Rotations. When a team wins back the serve, all six players rotate one position clockwise. The player who rotates into position 1 (back right) becomes the next server. Players must stay in their rotation order until the ball is served.

Three contacts. Each team has three contacts to get the ball over the net. Typically: pass (or dig), set, attack. Touching the net while the ball is live is a fault.

Reaching over the net to contact the ball before it crosses is also a fault.

What counts as a legal contact. The ball can be played with any part of the body. On the first contact (usually a pass), a momentary contact or slight lift is often allowed, especially at youth levels. Prolonged carries or double contacts (touching the ball twice in one action) are called faults.

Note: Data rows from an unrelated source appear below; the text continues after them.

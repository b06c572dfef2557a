//! Assembly of DID documents from path-addressed attributes.
//!
//! An attribute path is a `/` separated list of segments. A segment ending in
//! `[]` addresses an array:
//!
//! - As the final segment, `key[]` appends the value to the array at `key`.
//!   Applying the same path twice appends twice.
//! - As an inner segment, `key[]` descends into the *last* element of the
//!   array, which is created holding one empty object if it did not exist yet.
//!
//! A plain final `key` overwrites whatever was at `key`, and a plain inner
//! `key` descends into the object at `key`, creating it if needed.

use std::collections::BTreeMap;

use jose_jwk::Jwk;
use serde::{Deserialize, Serialize};
use serde_json::{json, Value};

use crate::did::DidTls;

pub const DID_CONTEXT: &str = "https://www.w3.org/ns/did/v1";
pub const VERIFICATION_METHOD_TYPE: &str = "JsonWebKey2020";

/// A scalar value to place at a location in the document.
#[derive(Debug, Clone, Eq, PartialEq, Hash, Serialize, Deserialize)]
pub struct Attribute {
	pub path: String,
	pub value: String,
}

impl Attribute {
	pub fn new(path: impl Into<String>, value: impl Into<String>) -> Self {
		Self {
			path: path.into(),
			value: value.into(),
		}
	}
}

/// One `/` delimited piece of an attribute path.
#[derive(Debug, Clone, Eq, PartialEq)]
pub struct Segment {
	pub key: String,
	pub is_array_append: bool,
}

/// Parses `path` into its segments. Never returns an empty list.
pub fn parse_path(path: &str) -> Result<Vec<Segment>, AssembleError> {
	path.split('/')
		.map(|segment| {
			let (key, is_array_append) = match segment.strip_suffix("[]") {
				Some(key) => (key, true),
				None => (segment, false),
			};
			if key.is_empty() {
				return Err(AssembleError::EmptySegment {
					path: path.to_owned(),
				});
			}
			Ok(Segment {
				key: key.to_owned(),
				is_array_append,
			})
		})
		.collect()
}

/// Document tree that attributes are applied to.
#[derive(Debug, Clone, PartialEq)]
pub enum Node {
	Object(BTreeMap<String, Node>),
	Array(Vec<Node>),
	/// Any json value that is neither an object nor an array.
	Scalar(Value),
}

impl From<Value> for Node {
	fn from(value: Value) -> Self {
		match value {
			Value::Object(map) => {
				Node::Object(map.into_iter().map(|(k, v)| (k, v.into())).collect())
			}
			Value::Array(items) => Node::Array(items.into_iter().map(Node::from).collect()),
			scalar => Node::Scalar(scalar),
		}
	}
}

impl From<Node> for Value {
	fn from(node: Node) -> Self {
		match node {
			Node::Object(map) => {
				Value::Object(map.into_iter().map(|(k, v)| (k, v.into())).collect())
			}
			Node::Array(items) => Value::Array(items.into_iter().map(Value::from).collect()),
			Node::Scalar(scalar) => scalar,
		}
	}
}

/// Places `value` at `segments` below `object`. On a type conflict, returns
/// the key of the segment that could not be applied.
fn insert<'a>(
	object: &mut BTreeMap<String, Node>,
	segments: &'a [Segment],
	value: &str,
) -> Result<(), &'a str> {
	let Some((segment, rest)) = segments.split_first() else {
		return Ok(());
	};
	let key = segment.key.as_str();
	if rest.is_empty() {
		let leaf = Node::Scalar(Value::String(value.to_owned()));
		if segment.is_array_append {
			match object
				.entry(segment.key.clone())
				.or_insert_with(|| Node::Array(Vec::new()))
			{
				Node::Array(items) => items.push(leaf),
				_ => return Err(key),
			}
		} else {
			object.insert(segment.key.clone(), leaf);
		}
		return Ok(());
	}

	let next = if segment.is_array_append {
		match object
			.entry(segment.key.clone())
			.or_insert_with(|| Node::Array(Vec::new()))
		{
			Node::Array(items) => {
				if items.is_empty() {
					items.push(Node::Object(BTreeMap::new()));
				}
				items.last_mut()
			}
			_ => return Err(key),
		}
	} else {
		Some(
			object
				.entry(segment.key.clone())
				.or_insert_with(|| Node::Object(BTreeMap::new())),
		)
	};
	match next {
		Some(Node::Object(inner)) => insert(inner, rest, value),
		_ => Err(key),
	}
}

/// Applies `attributes` to `base` in order.
pub fn assemble(base: Value, attributes: &[Attribute]) -> Result<Value, AssembleError> {
	let Node::Object(mut root) = Node::from(base) else {
		return Err(AssembleError::BaseNotObject);
	};
	for attribute in attributes {
		let segments = parse_path(&attribute.path)?;
		insert(&mut root, &segments, &attribute.value).map_err(|key| {
			AssembleError::Conflict {
				path: attribute.path.clone(),
				key: key.to_owned(),
			}
		})?;
	}
	Ok(Node::Object(root).into())
}

/// The document skeleton before any attributes are merged in.
pub fn base_document(did: &DidTls, jwk: &Jwk) -> Result<Value, serde_json::Error> {
	Ok(json!({
		"@context": DID_CONTEXT,
		"id": did.as_str(),
		"verificationMethod": [{
			"id": did.key_id(),
			"type": VERIFICATION_METHOD_TYPE,
			"controller": did.as_str(),
			"publicKeyJwk": serde_json::to_value(jwk)?,
		}],
	}))
}

#[derive(thiserror::Error, Debug, Eq, PartialEq)]
pub enum AssembleError {
	#[error("attribute path {path:?} contains an empty segment")]
	EmptySegment { path: String },
	#[error("attribute path {path:?} conflicts with the existing value at {key:?}")]
	Conflict { path: String, key: String },
	#[error("the base document must be a json object")]
	BaseNotObject,
}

Serving. The server must be behind the end line. The serve can be underhand or overhand. The ball must clear the net and land in bounds.

Net serves are legal and in play in most current rule sets.

The libero jersey. The player wearing the contrasting jersey is the libero, a back-row defensive specialist. They can substitute freely but can’t attack the ball from above the net or set from the front zone using overhand finger action.

The thing parents get wrong most often. Thinking the team scored a point when the other team’s ball lands out. That is a point. Also: the rotation. Players can move anywhere once the serve is contacted, but they must be in the correct rotational order at the moment of service.